Barry Melancon, president and chief executive officer of the American Institute of Certified Public Accountants and a member of the Paulson advisory committee, said that he thinks that a transparency report containing such information “seems to be an appropriate first step.”
Currently, as private partnerships, the Big Four do very little in the way of public reporting of their financials. A quick check of the websites of their U.S. arms reveals KPMG reporting its total revenues through its 2006 fiscal year; Deloitte listing its revenues by business through fiscal 2008; PricewaterhouseCoopers listing aggregated revenues by service line through fiscal 2008; and Ernst & Young providing a 2008 annual report on global revenues. Requests for comment from the four firms were unanswered at presstime on Friday.

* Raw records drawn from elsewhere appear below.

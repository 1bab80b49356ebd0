//! CRC-64-AVRO fingerprinting
//!
//! This is the "Rabin fingerprint" variant Avro uses for schema
//! fingerprinting: a reflected CRC-64 seeded with `0xc15d213aa4d7a795`.

const SEED: u64 = 0xc15d213aa4d7a795;

fn fp_table() -> &'static [u64; 256] {
	use std::sync::OnceLock;
	static TABLE: OnceLock<[u64; 256]> = OnceLock::new();
	TABLE.get_or_init(|| {
		let mut table = [0u64; 256];
		let mut i = 0;
		while i < 256 {
			let mut fp = i as u64;
			let mut j = 0;
			while j < 8 {
				// Equivalent to: fp = (fp >> 1) ^ (SEED & -(fp & 1))
				// in two's-complement wrapping arithmetic.
				fp = (fp >> 1) ^ (SEED & (fp & 1).wrapping_neg());
				j += 1;
			}
			table[i] = fp;
			i += 1;
		}
		table
	})
}

/// Compute the CRC-64-AVRO fingerprint of a buffer (typically a schema's
/// canonical form, UTF-8 encoded)
///
/// See [`crc64_avro_of_canonical_form`] for the common case of fingerprinting
/// a schema's canonical form string.
pub fn crc64_avro(buf: &[u8]) -> u64 {
	let table = fp_table();
	let mut fp: u64 = SEED;
	for &b in buf {
		let idx = ((fp ^ b as u64) & 0xff) as usize;
		fp = (fp >> 8) ^ table[idx];
	}
	fp
}

/// Convenience wrapper: fingerprint a schema's already-computed canonical
/// form string
pub fn crc64_avro_of_canonical_form(canonical_form: &str) -> u64 {
	crc64_avro(canonical_form.as_bytes())
}

#[cfg(test)]
mod tests {
	use super::*;

	#[test]
	fn null_schema_fingerprint() {
		// Seed suite S4: fingerprint_crc64("\"null\"") == 0x63dd24e7cc258f8a
		assert_eq!(crc64_avro(b"\"null\""), 0x63dd24e7cc258f8a);
	}
}
use super::DeError;

/// Allowed additional depth of the deserialization
///
/// Decremented as traversal advances, to turn a maliciously/accidentally
/// deeply-nested datum into an error instead of a stack overflow.
#[derive(Clone, Copy)]
pub(crate) struct AllowedDepth {
	allowed_additional_depth: usize,
}

impl AllowedDepth {
	pub(crate) fn new(allowed_depth: usize) -> Self {
		Self {
			allowed_additional_depth: allowed_depth,
		}
	}

	pub(crate) fn dec(self) -> Result<Self, DeError> {
		match self.allowed_additional_depth.checked_sub(1) {
			Some(allowed_additional_depth) => Ok(Self {
				allowed_additional_depth,
			}),
			None => Err(DeError::new(
				"Deserialization recursion limit reached (stack overflow prevention)",
			)),
		}
	}
}
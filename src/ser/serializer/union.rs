//! Picks which branch of a union a bare (non-enum-tagged) Rust value should
//! serialize into.
//!
//! Unlike the schema's other precomputed data (canonical form, fingerprint)
//! this lookup is recomputed on every call rather than cached on the frozen
//! `Schema`: caching it would require threading a lookup table through the
//! `Union` node itself, which the arena-based schema representation doesn't
//! carry. Unions are rarely more than a handful of variants so the
//! linear scan this costs is negligible next to the I/O it guards.

use super::*;

/// Indexes for union variants that can be obtained directly from the Rust
/// value's shape
///
/// When the variant is such that there may be several of the same variant in
/// the union based on the name, it's resolved through
/// [`find_union_variant_by_name`] instead.
#[derive(Debug, Clone, Copy, PartialEq, Eq)]
pub(super) enum UnionVariantLookupKey {
	Null,
	UnitStruct,
	Boolean,
	Integer,
	Integer4,
	Integer8,
	Float4,
	Float8,
	Str,
	SliceU8,
	UnitVariant,
	StructOrMap,
	SeqOrTupleOrTupleStruct,
}

/// Priority at which `node` would accept being chosen for `key` (lower wins);
/// `None` if `node` can't serve as a destination for that shape at all.
///
/// This list is very coupled with [`DatumSerializer`]: every
/// [`UnionVariantLookupKey`] corresponds to one (or more) function of
/// `Serializer`, and every non-`None` entry corresponds to a capability of
/// that function to serialize that type.
fn priority_for(node: &SchemaNode, key: UnionVariantLookupKey) -> Option<usize> {
	use UnionVariantLookupKey::*;
	match node {
		SchemaNode::Null => match key {
			Null => Some(0),
			UnitStruct => Some(0),
			UnitVariant => Some(2),
			_ => None,
		},
		SchemaNode::Boolean => match key {
			Boolean => Some(0),
			_ => None,
		},
		SchemaNode::Int | SchemaNode::Date | SchemaNode::TimeMillis => match key {
			Integer => Some(0),
			Integer4 => Some(0),
			Integer8 => Some(1),
			_ => None,
		},
		SchemaNode::Long
		| SchemaNode::TimeMicros
		| SchemaNode::TimestampMillis
		| SchemaNode::TimestampMicros
		| SchemaNode::LocalTimestampMillis
		| SchemaNode::LocalTimestampMicros => match key {
			Integer => Some(0),
			Integer4 => Some(1),
			Integer8 => Some(0),
			_ => None,
		},
		SchemaNode::Float => match key {
			Float4 => Some(0),
			Float8 => Some(1),
			_ => None,
		},
		SchemaNode::Double => match key {
			Float8 => Some(0),
			Float4 => Some(1), // just for a better error message
			_ => None,
		},
		SchemaNode::Bytes => match key {
			Str => Some(10),
			UnitStruct => Some(10),
			SliceU8 => Some(0),
			SeqOrTupleOrTupleStruct => Some(2),
			UnitVariant => Some(10),
			_ => None,
		},
		SchemaNode::String => match key {
			Str => Some(0),
			UnitStruct => Some(0),
			SliceU8 => Some(1),
			UnitVariant => Some(1),
			_ => None,
		},
		SchemaNode::Uuid => match key {
			// uuid::Uuid serializes as &str by default, indistinguishable from
			// a plain String - if both are in the union this will conflict,
			// which forces the caller to disambiguate via an enum.
			Str => Some(0),
			_ => None,
		},
		SchemaNode::Array(_) => match key {
			SeqOrTupleOrTupleStruct => Some(0),
			_ => None,
		},
		SchemaNode::Map(_) => match key {
			StructOrMap => Some(0),
			_ => None,
		},
		SchemaNode::Union(_) => None, // union in union is not allowed
		SchemaNode::Enum(_) => match key {
			Integer => Some(10),
			Integer4 => Some(10),
			Integer8 => Some(10),
			UnitStruct => Some(0),
			Str => Some(5),
			UnitVariant => Some(0),
			_ => None,
		},
		SchemaNode::Record(_) => match key {
			StructOrMap => Some(0),
			_ => None,
		},
		SchemaNode::Fixed(_) => match key {
			Str => Some(15),
			SliceU8 => Some(0),
			SeqOrTupleOrTupleStruct => Some(2),
			_ => None,
		},
		SchemaNode::Decimal(_) => match key {
			Integer => Some(5),
			Integer4 => Some(5),
			Integer8 => Some(5),
			Float8 => Some(2),
			Str => Some(20),
			_ => None,
		},
		SchemaNode::Duration(_) => match key {
			StructOrMap => Some(5),
			SeqOrTupleOrTupleStruct => Some(5),
			SliceU8 => Some(5),
			_ => None,
		},
	}
}

/// The name(s) a union variant may be addressed by from
/// [`find_union_variant_by_name`]: its own type name, plus for named types
/// both the short and fully qualified name.
fn names_for(node: &SchemaNode) -> [Option<Cow<'static, str>>; 2] {
	fn type_name(node: &SchemaNode) -> &'static str {
		match node {
			SchemaNode::Null => "Null",
			SchemaNode::Boolean => "Boolean",
			SchemaNode::Int => "Int",
			SchemaNode::Long => "Long",
			SchemaNode::Float => "Float",
			SchemaNode::Double => "Double",
			SchemaNode::Bytes => "Bytes",
			SchemaNode::String => "String",
			SchemaNode::Array(_) => "Array",
			SchemaNode::Map(_) => "Map",
			SchemaNode::Union(_) => "Union",
			SchemaNode::Enum(_) => "Enum",
			SchemaNode::Record(_) => "Record",
			SchemaNode::Fixed(_) => "Fixed",
			SchemaNode::Decimal(_) => "Decimal",
			SchemaNode::Uuid => "Uuid",
			SchemaNode::Date => "Date",
			SchemaNode::TimeMillis => "TimeMillis",
			SchemaNode::TimeMicros => "TimeMicros",
			SchemaNode::TimestampMillis => "TimestampMillis",
			SchemaNode::TimestampMicros => "TimestampMicros",
			SchemaNode::LocalTimestampMillis => "LocalTimestampMillis",
			SchemaNode::LocalTimestampMicros => "LocalTimestampMicros",
			SchemaNode::Duration(_) => "Duration",
		}
	}
	let name = match node {
		SchemaNode::Enum(e) => Some(&e.name),
		SchemaNode::Record(r) => Some(&r.name),
		SchemaNode::Fixed(f) => Some(&f.name),
		SchemaNode::Decimal(Decimal {
			repr: DecimalRepr::Fixed { name, .. },
			..
		}) => Some(name),
		_ => None,
	};
	match name {
		Some(name) => [
			Some(Cow::Owned(name.name().to_owned())),
			Some(Cow::Owned(name.fully_qualified_name().to_owned())),
		],
		None => [Some(Cow::Borrowed(type_name(node))), None],
	}
}

/// Picks the union branch whose [`priority_for`] is lowest for `key`,
/// erroring (returning `None`) on ties so ambiguous unions force the caller
/// to disambiguate explicitly (e.g. via an enum).
pub(super) fn find_union_variant_by_type(
	schema: &Schema,
	union: &Union,
	key: UnionVariantLookupKey,
) -> Option<(i64, SchemaKey)> {
	let mut best: Option<(usize, i64, SchemaKey)> = None;
	let mut conflict = false;
	for (discriminant, &variant_key) in union.variants.iter().enumerate() {
		let discriminant = discriminant as i64;
		if let Some(priority) = priority_for(schema.node(variant_key), key) {
			best = match best {
				None => Some((priority, discriminant, variant_key)),
				Some((best_priority, ..)) if priority < best_priority => {
					conflict = false;
					Some((priority, discriminant, variant_key))
				}
				Some((best_priority, ..)) if priority == best_priority => {
					conflict = true;
					best
				}
				_ => best,
			};
		}
	}
	match best {
		Some((_, discriminant, variant_key)) if !conflict => Some((discriminant, variant_key)),
		_ => None,
	}
}

/// Picks the union branch whose own type name (or, for named types, short or
/// fully qualified name) matches `wanted` - used when an explicit Rust enum
/// variant or unit struct name tells us exactly which branch to use.
pub(super) fn find_union_variant_by_name(
	schema: &Schema,
	union: &Union,
	wanted: &str,
) -> Option<(i64, SchemaKey)> {
	union
		.variants
		.iter()
		.enumerate()
		.find_map(|(discriminant, &variant_key)| {
			names_for(schema.node(variant_key))
				.into_iter()
				.flatten()
				.any(|name| name == wanted)
				.then_some((discriminant as i64, variant_key))
		})
}
//! Everything necessary for Avro binary serialization (value
//! codec, encode direction)
//!
//! Typical usage goes through the top-level [`crate::to_datum`] /
//! [`crate::to_datum_vec`], but the types here are exposed for advanced
//! usage (reusing buffers across serializations, driving the
//! `serde::Serializer` manually).
//!
//! ```
//! let schema: avro_codec::Schema = r#"
//! {
//! 	"namespace": "test",
//! 	"type": "record",
//! 	"name": "Test",
//! 	"fields": [
//! 		{ "name": "field", "type": "string" }
//! 	]
//! }
//! "#
//! .parse()
//! .expect("Failed to parse schema");
//!
//! #[derive(serde_derive::Serialize)]
//! struct Test<'a> {
//! 	field: &'a str,
//! }
//!
//! let serializer_config = &mut avro_codec::ser::SerializerConfig::new(&schema);
//! let mut serializer_state =
//! 	avro_codec::ser::SerializerState::from_writer(Vec::new(), serializer_config);
//!
//! serde::Serialize::serialize(&Test { field: "foo" }, serializer_state.serializer())
//! 	.expect("Failed to serialize");
//! let serialized = serializer_state.into_writer();
//! assert_eq!(serialized, &[6, b'f', b'o', b'o']);
//! ```

mod error;
mod serializer;

pub use {error::SerError, serializer::DatumSerializer};

use crate::schema::{Schema, SchemaKey, SchemaNode};

/// All configuration and state necessary for the serialization to run
///
/// Notably holds the writer and a `&mut` [`SerializerConfig`].
///
/// Does not implement [`serde::Serializer`] directly (use
/// [`.serializer`](Self::serializer) to obtain that).
pub struct SerializerState<'c, 's, W> {
	writer: W,
	config: &'c mut SerializerConfig<'s>,
}

/// Schema + serialization buffers
///
/// Reusing the same `SerializerConfig` (and output buffer) across
/// serializations is ideal for performance: it allows the field-reordering
/// buffers to be reused instead of reallocated (~40% perf gain).
pub struct SerializerConfig<'s> {
	buffers: Buffers,
	allow_slow_sequence_to_bytes: bool,
	schema: &'s Schema,
}

impl<'s> SerializerConfig<'s> {
	/// Build a new `SerializerConfig` with a given `schema`, default options
	/// and empty serialization buffers.
	pub fn new(schema: &'s Schema) -> Self {
		Self {
			schema,
			allow_slow_sequence_to_bytes: false,
			buffers: Buffers::default(),
		}
	}

	/// For when you can't use `serde_bytes` and really need to serialize a
	/// sequence as bytes.
	///
	/// It will be slow, because the bytes will be processed one by one.
	pub fn allow_slow_sequence_to_bytes(&mut self) -> &mut Self {
		self.allow_slow_sequence_to_bytes = true;
		self
	}

	/// The schema that will be used when building a serializer from this
	/// `SerializerConfig`
	pub fn schema(&self) -> &'s Schema {
		self.schema
	}
}

impl<'c, 's, W: std::io::Write> SerializerState<'c, 's, W> {
	/// Build a `SerializerState` from a writer and a `SerializerConfig`
	pub fn from_writer(writer: W, config: &'c mut SerializerConfig<'s>) -> Self {
		Self { writer, config }
	}

	/// Obtain the actual [`serde::Serializer`] for this `SerializerState`
	pub fn serializer<'r>(&'r mut self) -> DatumSerializer<'r, 'c, 's, W> {
		DatumSerializer {
			key: self.config.schema.root(),
			state: self,
		}
	}
}
impl<W> SerializerState<'_, '_, W> {
	/// Get writer back
	pub fn into_writer(self) -> W {
		self.writer
	}
	/// Get writer by reference
	pub fn writer(&self) -> &W {
		&self.writer
	}
	/// Get writer by mutable reference
	pub fn writer_mut(&mut self) -> &mut W {
		&mut self.writer
	}
}
impl<'s, W> SerializerState<'_, 's, W> {
	fn node(&self, key: SchemaKey) -> &'s SchemaNode {
		self.config.schema.node(key)
	}
	/// The schema this state is serializing against
	pub fn schema(&self) -> &'s Schema {
		self.config.schema
	}
}

/// Buffers used during serialization, for reuse across serializations
///
/// In order to avoid allocating even when field reordering is necessary we
/// can preserve the necessary allocations from one record to another (even
/// across serializations). This brings ~40% perf improvement.
#[derive(Default)]
struct Buffers {
	field_reordering_buffers: Vec<Vec<u8>>,
	field_reordering_super_buffers: Vec<Vec<Option<Vec<u8>>>>,
}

Speaking at an annual auditing conference held by the Zicklin School of Business at Baruch College in New York on Thursday, Nicolaisen said that while the big audit firms are “good at asking their clients for disclosures, they’re terrible themselves. They’re not transparent.”
In a conversation with CFO.com before his speech at the conference, the former SEC accounting chief appeared to favor the idea of an optional charter for audit firms. Under the plan, which was discussed by Paulson’s advisory committee, an audit firm opting to operate under such a charter would have to report its audited GAAP financials. But it would benefit from a cap on legal liabilities and from certain tax deductions available to public companies now.
But such a plan would have to be enacted by Congress, he told this website. In his remarks to the conference, Nicolaisen said that in the absence of requirements by legislators and regulators, he hoped that one of the big audit firms would “come up and take a leadership role” and start reporting regularly under GAAP.
Asked by an audience member what the connection is between fuller financial reporting by audit firms and safeguarding the quality of audits—one of the committee’s main goals—Nicolaisen replied: “If a firm is suffering financially, that affects its sustainability. That goes beyond protecting audit quality.”